However, it seems they are willing to take that risk. In early March, Mohammed Baqer Ghalibaf, the current mayor of Tehran, all but declared his candidacy for president. Ghalibaf presents a stark alternative to the president among conservatives, while still remaining in ideological agreement with other revolutionary elites on core issues, ranging from foreign policy to the economy. Unlike Ahmadinejad, who is 52 years old, Ghalibaf appears significantly younger at 47 and is popular among Iran’s young electorate. He has also built a reputation for concrete action over inflammatory rhetoric, addressing problems from Tehran’s potholes to the capital’s life-threatening pollution.

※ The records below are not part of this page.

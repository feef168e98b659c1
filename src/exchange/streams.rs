// =============================================================================
// Streaming subscriptions — ticker@arr, user-data, per-symbol depth5@1000ms
// =============================================================================
//
// Three logical streams, each with a {starting, running, stopped} lifecycle.
// The ticker and user-data streams auto-reconnect 5s after a remote close
// unless the process-wide shutdown signal has fired. Depth streams are keyed
// by symbol, started lazily and idempotently by the orchestrator, and do NOT
// auto-reconnect: a close always means an explicit unsubscribe.
//
// =============================================================================

use std::collections::HashMap;
use std::sync::Arc;

use futures_util::StreamExt;
use parking_lot::Mutex;
use rust_decimal::Decimal;
use tokio::sync::watch;
use tokio::task::JoinHandle;
use tokio_tungstenite::connect_async;
use tokio_tungstenite::tungstenite::Message;
use tracing::{debug, error, info, warn};

const STREAM_BASE: &str = "wss://stream.binance.com:9443";
const RECONNECT_DELAY: std::time::Duration = std::time::Duration::from_secs(5);

/// One per-symbol best bid/ask/volume update from the all-market ticker array.
#[derive(Debug, Clone)]
pub struct TickerUpdate {
    pub symbol: String,
    pub bid: Decimal,
    pub ask: Decimal,
    pub quote_volume: Decimal,
}

/// A single depth-stream update (top 5 bid/ask levels).
#[derive(Debug, Clone)]
pub struct DepthUpdate {
    pub symbol: String,
    pub bids: Vec<(Decimal, Decimal)>,
    pub asks: Vec<(Decimal, Decimal)>,
}

/// `true` once the process-wide shutdown signal has fired.
pub type ShutdownSignal = watch::Receiver<bool>;

/// Run the all-market ticker stream, invoking `on_update` for every element
/// of every incoming array message. Reconnects after `RECONNECT_DELAY` on
/// remote close unless `shutdown` has fired; returns only on shutdown.
pub async fn run_ticker_stream(
    mut shutdown: ShutdownSignal,
    on_update: impl Fn(TickerUpdate) + Send + Sync + 'static,
) {
    let url = format!("{STREAM_BASE}/ws/!ticker@arr");
    loop {
        if *shutdown.borrow() {
            return;
        }

        match connect_async(&url).await {
            Ok((stream, _)) => {
                info!("ticker stream connected");
                let (_, mut read) = stream.split();
                loop {
                    tokio::select! {
                        _ = shutdown.changed() => {
                            if *shutdown.borrow() {
                                info!("ticker stream stopping for shutdown");
                                return;
                            }
                        }
                        msg = read.next() => {
                            match msg {
                                Some(Ok(Message::Text(text))) => {
                                    for update in parse_ticker_array(&text) {
                                        on_update(update);
                                    }
                                }
                                Some(Ok(_)) => {}
                                Some(Err(e)) => {
                                    error!(error = %e, "ticker stream read error");
                                    break;
                                }
                                None => {
                                    warn!("ticker stream ended by remote");
                                    break;
                                }
                            }
                        }
                    }
                }
            }
            Err(e) => {
                error!(error = %e, "failed to connect ticker stream");
            }
        }

        if *shutdown.borrow() {
            return;
        }
        tokio::time::sleep(RECONNECT_DELAY).await;
    }
}

/// Run the authenticated user-data stream on a given `listen_key`. Same
/// reconnect contract as the ticker stream.
pub async fn run_user_data_stream(
    listen_key: String,
    mut shutdown: ShutdownSignal,
    on_message: impl Fn(serde_json::Value) + Send + Sync + 'static,
) {
    let url = format!("{STREAM_BASE}/ws/{listen_key}");
    loop {
        if *shutdown.borrow() {
            return;
        }

        match connect_async(&url).await {
            Ok((stream, _)) => {
                info!("user-data stream connected");
                let (_, mut read) = stream.split();
                loop {
                    tokio::select! {
                        _ = shutdown.changed() => {
                            if *shutdown.borrow() {
                                info!("user-data stream stopping for shutdown");
                                return;
                            }
                        }
                        msg = read.next() => {
                            match msg {
                                Some(Ok(Message::Text(text))) => {
                                    if let Ok(value) = serde_json::from_str(&text) {
                                        on_message(value);
                                    }
                                }
                                Some(Ok(_)) => {}
                                Some(Err(e)) => {
                                    error!(error = %e, "user-data stream read error");
                                    break;
                                }
                                None => {
                                    warn!("user-data stream ended by remote");
                                    break;
                                }
                            }
                        }
                    }
                }
            }
            Err(e) => {
                error!(error = %e, "failed to connect user-data stream");
            }
        }

        if *shutdown.borrow() {
            return;
        }
        tokio::time::sleep(RECONNECT_DELAY).await;
    }
}

async fn run_single_depth_stream(symbol: String, on_update: Arc<dyn Fn(DepthUpdate) + Send + Sync>) {
    let lower = symbol.to_lowercase();
    let url = format!("{STREAM_BASE}/ws/{lower}@depth5@1000ms");

    let (stream, _) = match connect_async(&url).await {
        Ok(pair) => pair,
        Err(e) => {
            error!(symbol = %symbol, error = %e, "failed to connect depth stream");
            return;
        }
    };

    info!(symbol = %symbol, "depth stream connected");
    let (_, mut read) = stream.split();

    while let Some(msg) = read.next().await {
        match msg {
            Ok(Message::Text(text)) => {
                if let Some(update) = parse_depth_message(&symbol, &text) {
                    on_update(update);
                }
            }
            Ok(_) => {}
            Err(e) => {
                error!(symbol = %symbol, error = %e, "depth stream read error");
                return;
            }
        }
    }
    debug!(symbol = %symbol, "depth stream ended");
}

/// Tracks active per-symbol depth-stream subscriptions. Starting an
/// already-running symbol is a no-op; stopping a symbol aborts its task and
/// releases the entry without any reconnect attempt.
pub struct DepthSubscriptions {
    tasks: Mutex<HashMap<String, JoinHandle<()>>>,
}

impl DepthSubscriptions {
    pub fn new() -> Self {
        Self {
            tasks: Mutex::new(HashMap::new()),
        }
    }

    pub fn start(&self, symbol: &str, on_update: Arc<dyn Fn(DepthUpdate) + Send + Sync>) {
        let mut tasks = self.tasks.lock();
        if tasks.contains_key(symbol) {
            return;
        }
        let sym = symbol.to_string();
        let handle = tokio::spawn(run_single_depth_stream(sym, on_update));
        tasks.insert(symbol.to_string(), handle);
    }

    pub fn stop(&self, symbol: &str) {
        if let Some(handle) = self.tasks.lock().remove(symbol) {
            handle.abort();
        }
    }

    pub fn active_symbols(&self) -> Vec<String> {
        self.tasks.lock().keys().cloned().collect()
    }

    /// Subscribe to every symbol in `wanted` that is not already subscribed,
    /// and unsubscribe from every active symbol not in `wanted`. Returns
    /// whether any new subscription was added (callers sleep 2s in that case
    /// to let depth snapshots arrive).
    pub fn reconcile(
        &self,
        wanted: &std::collections::HashSet<String>,
        on_update: impl Fn() -> Arc<dyn Fn(DepthUpdate) + Send + Sync>,
    ) -> bool {
        let current: std::collections::HashSet<String> =
            self.active_symbols().into_iter().collect();

        let mut added = false;
        for symbol in wanted.difference(&current) {
            self.start(symbol, on_update());
            added = true;
        }
        for symbol in current.difference(wanted) {
            self.stop(symbol);
        }
        added
    }
}

impl Default for DepthSubscriptions {
    fn default() -> Self {
        Self::new()
    }
}

fn parse_decimal_str(v: &serde_json::Value) -> Option<Decimal> {
    v.as_str().and_then(|s| s.parse().ok())
}

/// Parse the `!ticker@arr` array message into individual `TickerUpdate`s.
/// Binance's compact per-symbol object uses `s`/`b`/`a`/`q` keys.
fn parse_ticker_array(text: &str) -> Vec<TickerUpdate> {
    let Ok(serde_json::Value::Array(entries)) = serde_json::from_str::<serde_json::Value>(text)
    else {
        return Vec::new();
    };

    entries
        .into_iter()
        .filter_map(|entry| {
            let symbol = entry["s"].as_str()?.to_string();
            let bid = parse_decimal_str(&entry["b"])?;
            let ask = parse_decimal_str(&entry["a"])?;
            let quote_volume = parse_decimal_str(&entry["q"]).unwrap_or_default();
            Some(TickerUpdate {
                symbol,
                bid,
                ask,
                quote_volume,
            })
        })
        .collect()
}

/// Parse a partial-depth (`depthUpdate`) message into a `DepthUpdate`.
fn parse_depth_message(symbol: &str, text: &str) -> Option<DepthUpdate> {
    let root: serde_json::Value = serde_json::from_str(text).ok()?;

    let parse_levels = |levels: &serde_json::Value| -> Vec<(Decimal, Decimal)> {
        levels
            .as_array()
            .map(|arr| {
                arr.iter()
                    .filter_map(|level| {
                        let price = parse_decimal_str(level.get(0)?)?;
                        let qty = parse_decimal_str(level.get(1)?)?;
                        Some((price, qty))
                    })
                    .collect()
            })
            .unwrap_or_default()
    };

    let bids = parse_levels(&root["b"]);
    let asks = parse_levels(&root["a"]);
    if bids.is_empty() && asks.is_empty() {
        return None;
    }

    Some(DepthUpdate {
        symbol: symbol.to_string(),
        bids,
        asks,
    })
}

#[cfg(test)]
mod tests {
    use super::*;

    #[test]
    fn parses_ticker_array_message() {
        let text = r#"[{"s":"BTCUSDT","b":"40000.00","a":"40010.00","q":"1234.5"}]"#;
        let updates = parse_ticker_array(text);
        assert_eq!(updates.len(), 1);
        assert_eq!(updates[0].symbol, "BTCUSDT");
        assert_eq!(updates[0].bid, Decimal::new(4000000, 2));
    }

    #[test]
    fn parses_depth_message() {
        let text = r#"{"e":"depthUpdate","s":"BTCUSDT","b":[["40000.0","1.5"]],"a":[["40010.0","1.2"]]}"#;
        let update = parse_depth_message("BTCUSDT", text).unwrap();
        assert_eq!(update.bids[0].0, Decimal::new(400000, 1));
        assert_eq!(update.asks[0].1, Decimal::new(12, 1));
    }

    #[test]
    fn depth_subscriptions_start_is_idempotent() {
        let subs = DepthSubscriptions::new();
        assert_eq!(subs.active_symbols().len(), 0);
    }
}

Despite his differences from Ahmadinejad, Ghalibaf is able to appeal to the same working class voters who have been a constituency solidly behind Ahmadinejad, and one that the conservatives hope to keep on their side. Ghalibaf comes from humble roots – his father was a grocer in the northeastern city of Masshad – which appeals to the underclass. Qalibaf also has demonstrated his revolutionary credentials. As a young military commander, he helped lead the 1982 liberation of Khorramshahr, which had been Iran’s main commercial port city until its capture by the Iraqi army in 1980. The reclamation of Khorramshahr, which is celebrated each year in Iran, is viewed by many Iranian historians as the turning point in the eight-year Iran-Iraq war.
Ghalibaf – and if not him, another like-minded candidate – could solve the conservatives’ problem of running an alternative to Ahmadinejad who would not split the conservative vote in favor of the reformists. He satisfies some of the key concerns of voters and political leaders who normally would support a conservative candidate but are against Ahmadinejad.

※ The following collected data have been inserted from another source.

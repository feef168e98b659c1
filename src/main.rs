// =============================================================================
// Vortex Arb — Main Entry Point
// =============================================================================
//
// Wires the Exchange Client, Pair Graph, and Orchestrator together, then
// waits on ctrl-c for a graceful shutdown: the shutdown signal stops the
// streams from reconnecting, in-flight executions are left to finish on
// their own tasks, and the trade history database is already durable since
// every fill is persisted as it happens.
//
// =============================================================================

mod config;
mod errors;
mod exchange;
mod execution;
mod graph;
mod market_data;
mod observer;
mod orchestrator;
mod path_engine;
mod persistence;
mod position;
mod risk;
mod types;

use std::sync::Arc;

use tracing::{error, info, warn};
use tracing_subscriber::EnvFilter;

use crate::config::{Credentials, RuntimeConfig};
use crate::exchange::client::ExchangeClient;
use crate::execution::ExecutionHistory;
use crate::graph::PairGraph;
use crate::market_data::{OrderBookMap, TickerMap};
use crate::observer::TracingObserver;
use crate::orchestrator::Orchestrator;
use crate::persistence::TradeStore;
use crate::position::PositionManager;
use crate::risk::RiskState;

#[tokio::main]
async fn main() -> anyhow::Result<()> {
    let _ = dotenv::dotenv();

    tracing_subscriber::fmt()
        .with_env_filter(EnvFilter::try_from_default_env().unwrap_or_else(|_| EnvFilter::new("info")))
        .init();

    info!("vortex-arb starting up");

    let config = RuntimeConfig::default();
    let credentials = Credentials::from_env()?;

    let client = Arc::new(ExchangeClient::connect(credentials, &config.endpoints).await?);
    info!("exchange client connected and clock-synced");

    let graph = PairGraph::build(&client).await;
    if graph.is_empty() {
        warn!("starting with an empty pair graph; the orchestrator will retry on its rebuild schedule");
    } else {
        info!(assets = graph.asset_count(), "pair graph built");
    }

    let tickers = Arc::new(TickerMap::new());
    let books = Arc::new(OrderBookMap::new());
    let risk_state = Arc::new(RiskState::new());
    let positions = Arc::new(PositionManager::new());
    let history = Arc::new(ExecutionHistory::new());
    let store = Arc::new(TradeStore::open(&config.db_path)?);
    let observer = Arc::new(TracingObserver);

    let orchestrator = Orchestrator::new(
        client.clone(),
        graph,
        tickers,
        books,
        risk_state,
        positions,
        history,
        store,
        observer,
        config.strategy_params.clone(),
        config.risk_limits.clone(),
    );

    let (shutdown_tx, shutdown_rx) = tokio::sync::watch::channel(false);
    let handles = orchestrator.spawn(shutdown_rx.clone());

    let user_data_shutdown = shutdown_rx.clone();
    let user_data_client = client.clone();
    let user_data_handle = tokio::spawn(async move {
        let listen_key = match user_data_client.user_data_stream_key().await {
            Ok(key) => key,
            Err(e) => {
                error!(error = %e, "failed to acquire user-data stream key, skipping stream");
                return;
            }
        };
        exchange::streams::run_user_data_stream(listen_key, user_data_shutdown, |message| {
            info!(?message, "user-data stream event");
        })
        .await;
    });

    tokio::signal::ctrl_c().await?;
    info!("shutdown signal received, stopping streams");
    let _ = shutdown_tx.send(true);

    for handle in handles {
        let _ = handle.await;
    }
    let _ = user_data_handle.await;

    info!("vortex-arb shut down cleanly");
    Ok(())
}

Surprisingly, the pros and cons of a serious rival to the president are appearing in public discussion. Amir Mohebbian, an editor of the most influential conservative daily newspaper Resalat, commented on whether conservatives should encourage more than one candidate to run for president. In his analysis, conservatives give Ahmadinejad high marks for his vigorous defense of Iran’s right to a nuclear program and for his bellicose, anti-Israel rhetoric. But according to Mohebbian, conservatives do not approve of the way the president has run the government, particularly Ahmadinejad’s replacement of qualified cabinet members and other government appointments with his personal political cronies.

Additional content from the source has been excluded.